- The Washington Times - Friday, March 26, 2021

A federal appeals court said the U.S. Capitol rioter dubbed the “zip-tie guy” and his mother should be released from jail ahead of their trials because the pair does not pose a danger to the community.

The 2-1 decision by the U.S. Court of Appeals for the District of Columbia doesn’t automatically release Eric Munchel, known as the “zip-tie guy” and his mother, Lisa Eisenhart. Instead, it sends the case back to the U.S. District Court in Washington for further review.

Judge Gregory Katsas, a Trump appointee, dissented, saying the majority’s decision didn’t go far enough. He said the decision to detain the pair should be reversed outright instead of remanded back to the lower court.

During the mayhem at the Capitol on Jan. 6, Mr. Munchel was photographed hopping a guardrail in the Senate chamber dressed in full tactical gear while holding a taser and a fistful of plastic zip-tie handcuffs.

Mr. Munchel and Ms. Eisenhart were arrested and both face one count of entering a restricted building and disorderly conduct.

U.S. District Judge Royce Lamberth ordered the pair to be held in a local jail at a security level that is essentially solitary confinement. He said the pair could not be safely released into the community.

Attorneys for the pair have appealed that decision, and the appeals court ordered the trial judge to review his decision.

“Here the District Court did not adequately demonstrate that it considered whether Munchel and Eisenhart posed an articulable threat to the community in view of their conduct on Jan 6,” the majority wrote.

Judges Robert Wilkins, an Obama appointee, and Karen Henderson, who was appointed by President George W. Bush, said Judge Lamberth should take a second look at his decision.

All three judges said prosecutors did not present any evidence indicating that Mr. Munchel and Ms. Eisenhart vandalized any property, physically harmed anyone, or even entered the Capitol by force.

“In our view, those who actually assaulted police officers and broke through windows, doors, and barricades and those who aided, conspired with, planned or coordinated such actions are in a different category of dangerousness than those who cheered on the violence or entered the Capitol after others cleared the way,” the majority wrote.

In his dissent, Judge Katsas said the trial court offered no evidence why Mr. Munchel and his mom would remain a threat to the community after the circumstances of Jan. 6 passed.

Media pundits and prosecutors seized on the presence of the zip ties, speculating that Mr. Munchel and others planned to take Congress members hostage.

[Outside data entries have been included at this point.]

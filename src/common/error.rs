// src/common/error.rs

use std::any::Any;
use std::collections::HashMap;

use axum::{
    BoxError, Json,
    http::StatusCode,
    response::{IntoResponse, Response},
};
use serde_json::json;
use thiserror::Error;

use crate::db::TableError;

// ---
// Store errors
// ---
#[derive(Debug, Error)]
pub enum StoreError {
    #[error("item {item_id} not found for tenant {tenant_id}")]
    ItemNotFound { tenant_id: i64, item_id: String },

    #[error("{0}")]
    InvalidInput(String),

    /// Nothing was written; `previous_count` is the stock at the time of the
    /// attempt.
    #[error("insufficient inventory: have {previous_count}, change {quantity_change}")]
    InsufficientInventory {
        previous_count: i32,
        quantity_change: i32,
    },

    /// Conditional writes kept failing against concurrent writers although
    /// the change itself fits. Nothing was written; safe to retry.
    #[error("item {item_id} for tenant {tenant_id} is under contention, gave up after {attempts} attempts")]
    Contention {
        tenant_id: i64,
        item_id: String,
        attempts: u32,
    },

    #[error("{operation} failed for tenant {tenant_id} item {item_id}: {source}")]
    Infrastructure {
        operation: &'static str,
        tenant_id: i64,
        item_id: String,
        #[source]
        source: TableError,
    },
}

// ---
// Handler boundary errors
// ---
#[derive(Debug, Error)]
pub enum AppError {
    #[error("validation failed")]
    Validation(#[from] validator::ValidationErrors),

    #[error("{0}")]
    InvalidArgument(String),

    #[error(transparent)]
    Store(#[from] StoreError),

    #[error("request deadline exceeded")]
    DeadlineExceeded,

    /// Failures outside the store (middleware errors, panics). The message
    /// is logged, never returned.
    #[error("{0}")]
    Internal(String),
}

pub type AppResult<T> = Result<T, AppError>;

/// RPC status codes carried in the error body.
pub mod status {
    pub const INVALID_ARGUMENT: &str = "INVALID_ARGUMENT";
    pub const NOT_FOUND: &str = "NOT_FOUND";
    pub const FAILED_PRECONDITION: &str = "FAILED_PRECONDITION";
    pub const ABORTED: &str = "ABORTED";
    pub const DEADLINE_EXCEEDED: &str = "DEADLINE_EXCEEDED";
    pub const INTERNAL: &str = "INTERNAL";
}

/// Status code of an error response, left in the response extensions for
/// the request metrics.
#[derive(Debug, Clone, Copy, PartialEq, Eq)]
pub struct RpcStatus(pub &'static str);

impl IntoResponse for AppError {
    fn into_response(self) -> Response {
        let (http_status, code, message, details) = match self {
            AppError::Validation(errors) => {
                let mut details = HashMap::new();
                for (field, field_errors) in errors.field_errors() {
                    let messages: Vec<String> = field_errors
                        .iter()
                        .map(|e| {
                            e.message
                                .as_ref()
                                .map(|m| m.to_string())
                                .unwrap_or_else(|| e.code.to_string())
                        })
                        .collect();
                    details.insert(field.to_string(), messages);
                }
                (
                    StatusCode::BAD_REQUEST,
                    status::INVALID_ARGUMENT,
                    "one or more fields are invalid".to_string(),
                    Some(json!(details)),
                )
            }
            AppError::InvalidArgument(message) => (
                StatusCode::BAD_REQUEST,
                status::INVALID_ARGUMENT,
                message,
                None,
            ),
            AppError::Store(StoreError::InvalidInput(message)) => (
                StatusCode::BAD_REQUEST,
                status::INVALID_ARGUMENT,
                message,
                None,
            ),
            AppError::Store(err @ StoreError::ItemNotFound { .. }) => (
                StatusCode::NOT_FOUND,
                status::NOT_FOUND,
                err.to_string(),
                None,
            ),
            AppError::Store(StoreError::InsufficientInventory {
                previous_count,
                quantity_change,
            }) => (
                StatusCode::BAD_REQUEST,
                status::FAILED_PRECONDITION,
                format!(
                    "insufficient inventory: current count {previous_count}, requested change {quantity_change}"
                ),
                Some(json!({
                    "previousCount": previous_count,
                    "quantityChange": quantity_change,
                })),
            ),
            AppError::Store(err @ StoreError::Contention { .. }) => (
                StatusCode::CONFLICT,
                status::ABORTED,
                err.to_string(),
                None,
            ),
            AppError::Store(err @ StoreError::Infrastructure { .. }) => {
                tracing::error!(error = %err, "internal error");
                (
                    StatusCode::INTERNAL_SERVER_ERROR,
                    status::INTERNAL,
                    "an internal error occurred".to_string(),
                    None,
                )
            }
            AppError::DeadlineExceeded => {
                tracing::warn!("request deadline exceeded");
                (
                    StatusCode::GATEWAY_TIMEOUT,
                    status::DEADLINE_EXCEEDED,
                    "request deadline exceeded".to_string(),
                    None,
                )
            }
            AppError::Internal(detail) => {
                tracing::error!(error = %detail, "internal error");
                (
                    StatusCode::INTERNAL_SERVER_ERROR,
                    status::INTERNAL,
                    "an internal error occurred".to_string(),
                    None,
                )
            }
        };

        let mut body = json!({
            "code": code,
            "message": message,
        });
        if let Some(details) = details {
            body["details"] = details;
        }

        let mut response = (http_status, Json(body)).into_response();
        response.extensions_mut().insert(RpcStatus(code));
        response
    }
}

// ---
// Middleware failures
// ---

/// Turns errors of the tower layers (the request deadline) into RPC
/// error bodies.
pub async fn handle_layer_error(err: BoxError) -> AppError {
    if err.is::<tower::timeout::error::Elapsed>() {
        AppError::DeadlineExceeded
    } else {
        AppError::Internal(format!("unhandled middleware error: {err}"))
    }
}

/// Response for a handler that panicked.
pub fn panic_response(panic: Box<dyn Any + Send + 'static>) -> Response {
    let detail = if let Some(message) = panic.downcast_ref::<String>() {
        message.as_str()
    } else if let Some(message) = panic.downcast_ref::<&str>() {
        message
    } else {
        "unknown panic payload"
    };
    AppError::Internal(format!("handler panicked: {detail}")).into_response()
}
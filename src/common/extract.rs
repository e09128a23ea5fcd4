// src/common/extract.rs

use axum::{
    Json,
    extract::{FromRequest, Request, rejection::JsonRejection},
    response::{IntoResponse, Response},
};
use serde::{Serialize, de::DeserializeOwned};

use crate::common::error::AppError;

/// `Json` whose rejections surface as `INVALID_ARGUMENT` in the RPC error
/// body instead of axum's plain-text rejection.
#[derive(Debug, Clone, Copy, Default)]
pub struct RpcJson<T>(pub T);

impl<S, T> FromRequest<S> for RpcJson<T>
where
    T: DeserializeOwned,
    S: Send + Sync,
{
    type Rejection = AppError;

    async fn from_request(req: Request, state: &S) -> Result<Self, Self::Rejection> {
        match Json::<T>::from_request(req, state).await {
            Ok(Json(value)) => Ok(RpcJson(value)),
            Err(rejection) => Err(AppError::InvalidArgument(rejection_message(&rejection))),
        }
    }
}

impl<T: Serialize> IntoResponse for RpcJson<T> {
    fn into_response(self) -> Response {
        Json(self.0).into_response()
    }
}

fn rejection_message(rejection: &JsonRejection) -> String {
    match rejection {
        JsonRejection::MissingJsonContentType(_) => {
            "expected request with `Content-Type: application/json`".to_string()
        }
        other => other.body_text(),
    }
}
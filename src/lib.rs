// src/lib.rs

use std::time::Duration;

use axum::{
    Router,
    error_handling::HandleErrorLayer,
    extract::Request,
    middleware as axum_middleware,
    routing::{get, post},
};
use tower::{ServiceBuilder, timeout::TimeoutLayer};
use tower_http::{
    catch_panic::CatchPanicLayer,
    trace::{DefaultOnResponse, TraceLayer},
};
use tracing::Level;
use utoipa::OpenApi;
use utoipa_swagger_ui::SwaggerUi;

pub mod common;
pub mod config;
pub mod db;
pub mod docs;
pub mod handlers;
pub mod middleware;
pub mod models;
pub mod services;
pub mod telemetry;

use crate::config::AppState;
use crate::handlers::items::{self, SERVICE_PREFIX};

pub const SERVICE_NAME: &str = env!("CARGO_PKG_NAME");
pub const SERVICE_VERSION: &str = env!("CARGO_PKG_VERSION");

/// The six StoreService RPCs, one POST route each.
fn rpc_routes() -> Router<AppState> {
    Router::new()
        .route("/CreateItem", post(items::create_item))
        .route("/GetItem", post(items::get_item))
        .route("/UpdateItem", post(items::update_item))
        .route("/DeleteItem", post(items::delete_item))
        .route("/ListItems", post(items::list_items))
        .route("/UpdateInventory", post(items::update_inventory))
}

/// Full application router, shared by the binary and the integration tests.
///
/// Layers, outermost first: request span, RPC metrics, panic recovery,
/// request deadline, canary tag. Deadline and panic failures answer with
/// the same error body as the handlers.
pub fn router(state: AppState, request_timeout: Duration) -> Router {
    Router::new()
        .route("/health", get(handlers::system::health))
        .route("/metrics", get(handlers::system::metrics))
        .nest(SERVICE_PREFIX, rpc_routes())
        .merge(SwaggerUi::new("/docs").url("/api-docs/openapi.json", docs::ApiDoc::openapi()))
        .layer(axum_middleware::from_fn(middleware::canary_tag))
        .layer(
            ServiceBuilder::new()
                .layer(HandleErrorLayer::new(common::error::handle_layer_error))
                .layer(TimeoutLayer::new(request_timeout)),
        )
        .layer(CatchPanicLayer::custom(common::error::panic_response))
        .layer(axum_middleware::from_fn_with_state(
            state.clone(),
            middleware::rpc_metrics,
        ))
        .layer(
            TraceLayer::new_for_http()
                .make_span_with(|request: &Request| {
                    tracing::info_span!(
                        "request",
                        service = SERVICE_NAME,
                        version = SERVICE_VERSION,
                        method = %request.method(),
                        path = %request.uri().path(),
                        canary = tracing::field::Empty,
                    )
                })
                .on_response(DefaultOnResponse::new().level(Level::INFO)),
        )
        .with_state(state)
}
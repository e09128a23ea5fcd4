// src/docs.rs

use utoipa::OpenApi;
use utoipa::openapi::{
    RefOr, Required, Schema, Type,
    path::{ParameterBuilder, ParameterIn},
    schema::ObjectBuilder,
};

use crate::handlers;
use crate::middleware::canary::CANARY_HEADER;
use crate::models;

#[derive(OpenApi)]
#[openapi(
    paths(
        handlers::items::create_item,
        handlers::items::get_item,
        handlers::items::update_item,
        handlers::items::delete_item,
        handlers::items::list_items,
        handlers::items::update_inventory,
    ),
    components(
        schemas(
            // --- Items ---
            models::item::Item,
            models::item::ItemCategory,
            models::item::ItemStatus,

            // --- Requests ---
            handlers::items::CreateItemRequest,
            handlers::items::GetItemRequest,
            handlers::items::UpdateItemRequest,
            handlers::items::DeleteItemRequest,
            handlers::items::ListItemsRequest,
            handlers::items::UpdateInventoryRequest,

            // --- Responses ---
            handlers::items::CreateItemResponse,
            handlers::items::GetItemResponse,
            handlers::items::UpdateItemResponse,
            handlers::items::DeleteItemResponse,
            handlers::items::ListItemsResponse,
            handlers::items::UpdateInventoryResponse,
        )
    ),
    tags(
        (name = "StoreService", description = "Tenant-scoped catalog items")
    ),
    modifiers(&CanaryAddon)
)]
pub struct ApiDoc;

/// Documents the optional routing tag header on every RPC.
struct CanaryAddon;

impl utoipa::Modify for CanaryAddon {
    fn modify(&self, openapi: &mut utoipa::openapi::OpenApi) {
        let schema = ObjectBuilder::new()
            .schema_type(Type::String)
            .pattern(Some("^[0-9]+$"))
            .build();
        let header = ParameterBuilder::new()
            .name(CANARY_HEADER)
            .parameter_in(ParameterIn::Header)
            .required(Required::False)
            .description(Some("Canary routing tag, echoed on the response"))
            .schema(Some(RefOr::T(Schema::Object(schema))))
            .build();

        for item in openapi.paths.paths.values_mut() {
            if let Some(operation) = item.post.as_mut() {
                operation
                    .parameters
                    .get_or_insert_with(Vec::new)
                    .push(header.clone());
            }
        }
    }
}

#[cfg(test)]
mod tests {
    use super::*;

    #[test]
    fn every_rpc_is_documented() {
        let doc = ApiDoc::openapi();
        for method in [
            "CreateItem",
            "GetItem",
            "UpdateItem",
            "DeleteItem",
            "ListItems",
            "UpdateInventory",
        ] {
            let path = format!("/store.v1.StoreService/{method}");
            let item = doc.paths.paths.get(&path).unwrap();
            let params = item.post.as_ref().unwrap().parameters.as_ref().unwrap();
            assert!(params.iter().any(|p| p.name == CANARY_HEADER), "{path}");
            let responses = &item.post.as_ref().unwrap().responses.responses;
            assert!(responses.contains_key("504"), "{path}");
        }
    }

    #[test]
    fn inventory_failures_are_documented() {
        let doc = ApiDoc::openapi();
        let json = serde_json::to_value(&doc).unwrap();
        let responses = &json["paths"]["/store.v1.StoreService/UpdateInventory"]["post"]["responses"];

        assert!(responses["400"]["description"]
            .as_str()
            .unwrap()
            .contains("Deviation"));
        assert!(responses["409"]["description"]
            .as_str()
            .unwrap()
            .starts_with("ABORTED"));
    }
}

The Justice Department later conceded in a court filing that the pair found the restraints on a table inside the Capitol building. The filing said Mr. Munchel and his mother took the zip ties to ensure the Capitol Police couldn’t use them on rioters.

The zip-tie intentions of the mother-and-son suspects, however, are not clear. The prosecutors said Mr. Munchel and his mom “followed after” two Capitol Police officers while carrying the restraints.

During a lengthy detention hearing in January before a federal judge in Mr. Munchel’s home state of Tennessee, prosecutors warned that the restraints could have been used on lawmakers.

“There is every reason to think the defendant and his mother would have put those flexicuffs to use if they found lawmakers,” Assistant U.S. Attorney Ben Schrader said.

Mr. Schrader pushed the judge to hold the pair until their trial.

Despite pleas from prosecutors, U.S. Magistrate Judge Jeffrey S. Frensley ordered their release, saying neither defendant has an extensive criminal history, and they are not serious flight risks.

Judge Frensley also noted that he could craft conditions that would guarantee their appearance at trial, despite the “emotional” arguments from Mr. Schrader.

Judge Lamberth ultimately ruled that the pair couldn’t be safely released into the community.